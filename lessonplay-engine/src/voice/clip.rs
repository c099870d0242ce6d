//! Synthesized audio clips
//!
//! Turns the raw body returned by the remote engine into a playable clip.
//! The container is probed with symphonia and the playing time is read from
//! the stream; sample decoding belongs to the output.

use crate::error::{Error, Result};
use std::io::Cursor;
use std::time::Duration;
use symphonia::core::codecs::{
    CodecParameters, CodecType, CODEC_TYPE_MP3, CODEC_TYPE_NULL, CODEC_TYPE_OPUS,
    CODEC_TYPE_PCM_ALAW, CODEC_TYPE_PCM_F32LE, CODEC_TYPE_PCM_F64LE, CODEC_TYPE_PCM_MULAW,
    CODEC_TYPE_PCM_S16LE, CODEC_TYPE_PCM_S24LE, CODEC_TYPE_PCM_S32LE, CODEC_TYPE_PCM_S8,
    CODEC_TYPE_PCM_U8, CODEC_TYPE_VORBIS,
};
use symphonia::core::formats::{FormatOptions, FormatReader};
use symphonia::core::io::MediaSourceStream;
use symphonia::core::meta::MetadataOptions;
use symphonia::core::probe::Hint;
use tracing::{debug, warn};

/// Container format of a synthesized clip
#[derive(Debug, Clone, Copy, PartialEq, Eq)]
pub enum AudioFormat {
    Mp3,
    Wav,
    Ogg,
}

impl AudioFormat {
    fn from_codec(codec: CodecType) -> Option<Self> {
        match codec {
            CODEC_TYPE_MP3 => Some(Self::Mp3),
            CODEC_TYPE_VORBIS | CODEC_TYPE_OPUS => Some(Self::Ogg),
            CODEC_TYPE_PCM_S16LE | CODEC_TYPE_PCM_S24LE | CODEC_TYPE_PCM_S32LE
            | CODEC_TYPE_PCM_F32LE | CODEC_TYPE_PCM_F64LE | CODEC_TYPE_PCM_U8
            | CODEC_TYPE_PCM_S8 | CODEC_TYPE_PCM_ALAW | CODEC_TYPE_PCM_MULAW => Some(Self::Wav),
            _ => None,
        }
    }
}

/// Playable audio produced by the remote engine
#[derive(Debug, Clone, PartialEq, Eq)]
pub struct AudioClip {
    pub format: AudioFormat,
    pub bytes: Vec<u8>,
    /// Playing time read from the stream
    pub duration: Duration,
}

impl AudioClip {
    /// Validate and wrap a response body
    ///
    /// Fails on an empty buffer, an unrecognized container or a stream
    /// without audio frames, which sends the caller to the fallback engine.
    pub fn decode(bytes: Vec<u8>) -> Result<Self> {
        if bytes.is_empty() {
            return Err(Error::Decode("empty audio buffer".to_string()));
        }

        let mss = MediaSourceStream::new(Box::new(Cursor::new(bytes.clone())), Default::default());

        // Response bodies carry no file name; the probe reads the markers
        let hint = Hint::new();

        let probed = symphonia::default::get_probe()
            .format(&hint, mss, &FormatOptions::default(), &MetadataOptions::default())
            .map_err(|e| Error::Decode(format!("Failed to probe format: {}", e)))?;

        let mut reader = probed.format;

        let track = reader
            .tracks()
            .iter()
            .find(|t| t.codec_params.codec != CODEC_TYPE_NULL)
            .ok_or_else(|| Error::Decode("No audio track found".to_string()))?;

        let track_id = track.id;
        let params = track.codec_params.clone();

        let format = AudioFormat::from_codec(params.codec)
            .ok_or_else(|| Error::Decode(format!("Unsupported codec: {:?}", params.codec)))?;

        let duration = match frames_duration(&params) {
            Some(duration) => duration,
            None => packets_duration(reader.as_mut(), track_id, &params)?,
        };

        if duration.is_zero() {
            return Err(Error::Decode("Audio stream has no frames".to_string()));
        }

        debug!(?format, ?duration, "Decoded synthesized clip");
        Ok(Self {
            format,
            bytes,
            duration,
        })
    }
}

/// `n_frames / sample_rate` when the container declares its length
fn frames_duration(params: &CodecParameters) -> Option<Duration> {
    let frames = params.n_frames?;
    let sample_rate = params.sample_rate.filter(|rate| *rate > 0)?;
    let nanos = u128::from(frames) * 1_000_000_000 / u128::from(sample_rate);
    Some(Duration::from_nanos(u64::try_from(nanos).unwrap_or(u64::MAX)))
}

/// Sum packet durations for streams without a declared length
fn packets_duration(
    reader: &mut dyn FormatReader,
    track_id: u32,
    params: &CodecParameters,
) -> Result<Duration> {
    let mut total: u64 = 0;

    loop {
        let packet = match reader.next_packet() {
            Ok(packet) => packet,
            Err(symphonia::core::errors::Error::IoError(ref e))
                if e.kind() == std::io::ErrorKind::UnexpectedEof =>
            {
                break;
            }
            Err(e) if total > 0 => {
                warn!("Stopped reading clip packets: {}", e);
                break;
            }
            Err(e) => return Err(Error::Decode(format!("Failed to read packet: {}", e))),
        };
        if packet.track_id() == track_id {
            total += packet.dur;
        }
    }

    if let Some(time_base) = params.time_base {
        let time = time_base.calc_time(total);
        return Ok(Duration::from_secs(time.seconds) + Duration::from_secs_f64(time.frac));
    }

    let sample_rate = params
        .sample_rate
        .filter(|rate| *rate > 0)
        .ok_or_else(|| Error::Decode("Sample rate not found".to_string()))?;
    Ok(Duration::from_secs_f64(total as f64 / f64::from(sample_rate)))
}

_What you are asked to do_
The whole listing above is to be restated word for word.

_Output_
filename lessonplay-engine/src/voice/clip.rs
repository c099870d0242ce6d
//! Synthesized audio clips
//!
//! Turns the raw body returned by the remote engine into a playable clip.
//! The container is probed with symphonia and the playing time is read from
//! the stream; sample decoding belongs to the output.

use crate::error::{Error, Result};
use std::io::Cursor;
use std::time::Duration;
use symphonia::core::codecs::{
    CodecParameters, CodecType, CODEC_TYPE_MP3, CODEC_TYPE_NULL, CODEC_TYPE_OPUS,
    CODEC_TYPE_PCM_ALAW, CODEC_TYPE_PCM_F32LE, CODEC_TYPE_PCM_F64LE, CODEC_TYPE_PCM_MULAW,
    CODEC_TYPE_PCM_S16LE, CODEC_TYPE_PCM_S24LE, CODEC_TYPE_PCM_S32LE, CODEC_TYPE_PCM_S8,
    CODEC_TYPE_PCM_U8, CODEC_TYPE_VORBIS,
};
use symphonia::core::formats::{FormatOptions, FormatReader};
use symphonia::core::io::MediaSourceStream;
use symphonia::core::meta::MetadataOptions;
use symphonia::core::probe::Hint;
use tracing::{debug, warn};

/// Container format of a synthesized clip
#[derive(Debug, Clone, Copy, PartialEq, Eq)]
pub enum AudioFormat {
    Mp3,
    Wav,
    Ogg,
}

impl AudioFormat {
    fn from_codec(codec: CodecType) -> Option<Self> {
        match codec {
            CODEC_TYPE_MP3 => Some(Self::Mp3),
            CODEC_TYPE_VORBIS | CODEC_TYPE_OPUS => Some(Self::Ogg),
            CODEC_TYPE_PCM_S16LE | CODEC_TYPE_PCM_S24LE | CODEC_TYPE_PCM_S32LE
            | CODEC_TYPE_PCM_F32LE | CODEC_TYPE_PCM_F64LE | CODEC_TYPE_PCM_U8
            | CODEC_TYPE_PCM_S8 | CODEC_TYPE_PCM_ALAW | CODEC_TYPE_PCM_MULAW => Some(Self::Wav),
            _ => None,
        }
    }
}

/// Playable audio produced by the remote engine
#[derive(Debug, Clone, PartialEq, Eq)]
pub struct AudioClip {
    pub format: AudioFormat,
    pub bytes: Vec<u8>,
    /// Playing time read from the stream
    pub duration: Duration,
}

impl AudioClip {
    /// Validate and wrap a response body
    ///
    /// Fails on an empty buffer, an unrecognized container or a stream
    /// without audio frames, which sends the caller to the fallback engine.
    pub fn decode(bytes: Vec<u8>) -> Result<Self> {
        if bytes.is_empty() {
            return Err(Error::Decode("empty audio buffer".to_string()));
        }

        let mss = MediaSourceStream::new(Box::new(Cursor::new(bytes.clone())), Default::default());

        // Response bodies carry no file name; the probe reads the markers
        let hint = Hint::new();

        let probed = symphonia::default::get_probe()
            .format(&hint, mss, &FormatOptions::default(), &MetadataOptions::default())
            .map_err(|e| Error::Decode(format!("Failed to probe format: {}", e)))?;

        let mut reader = probed.format;

        let track = reader
            .tracks()
            .iter()
            .find(|t| t.codec_params.codec != CODEC_TYPE_NULL)
            .ok_or_else(|| Error::Decode("No audio track found".to_string()))?;

        let track_id = track.id;
        let params = track.codec_params.clone();

        let format = AudioFormat::from_codec(params.codec)
            .ok_or_else(|| Error::Decode(format!("Unsupported codec: {:?}", params.codec)))?;

        let duration = match frames_duration(&params) {
            Some(duration) => duration,
            None => packets_duration(reader.as_mut(), track_id, &params)?,
        };

        if duration.is_zero() {
            return Err(Error::Decode("Audio stream has no frames".to_string()));
        }

        debug!(?format, ?duration, "Decoded synthesized clip");
        Ok(Self {
            format,
            bytes,
            duration,
        })
    }
}

/// `n_frames / sample_rate` when the container declares its length
fn frames_duration(params: &CodecParameters) -> Option<Duration> {
    let frames = params.n_frames?;
    let sample_rate = params.sample_rate.filter(|rate| *rate > 0)?;
    let nanos = u128::from(frames) * 1_000_000_000 / u128::from(sample_rate);
    Some(Duration::from_nanos(u64::try_from(nanos).unwrap_or(u64::MAX)))
}

/// Sum packet durations for streams without a declared length
fn packets_duration(
    reader: &mut dyn FormatReader,
    track_id: u32,
    params: &CodecParameters,
) -> Result<Duration> {
    let mut total: u64 = 0;

    loop {
        let packet = match reader.next_packet() {
            Ok(packet) => packet,
            Err(symphonia::core::errors::Error::IoError(ref e))
                if e.kind() == std::io::ErrorKind::UnexpectedEof =>
            {
                break;
            }
            Err(e) if total > 0 => {
                warn!("Stopped reading clip packets: {}", e);
                break;
            }
            Err(e) => return Err(Error::Decode(format!("Failed to read packet: {}", e))),
        };
        if packet.track_id() == track_id {
            total += packet.dur;
        }
    }

    if let Some(time_base) = params.time_base {
        let time = time_base.calc_time(total);
        return Ok(Duration::from_secs(time.seconds) + Duration::from_secs_f64(time.frac));
    }

    let sample_rate = params
        .sample_rate
        .filter(|rate| *rate > 0)
        .ok_or_else(|| Error::Decode("Sample rate not found".to_string()))?;
    Ok(Duration::from_secs_f64(total as f64 / f64::from(sample_rate)))
}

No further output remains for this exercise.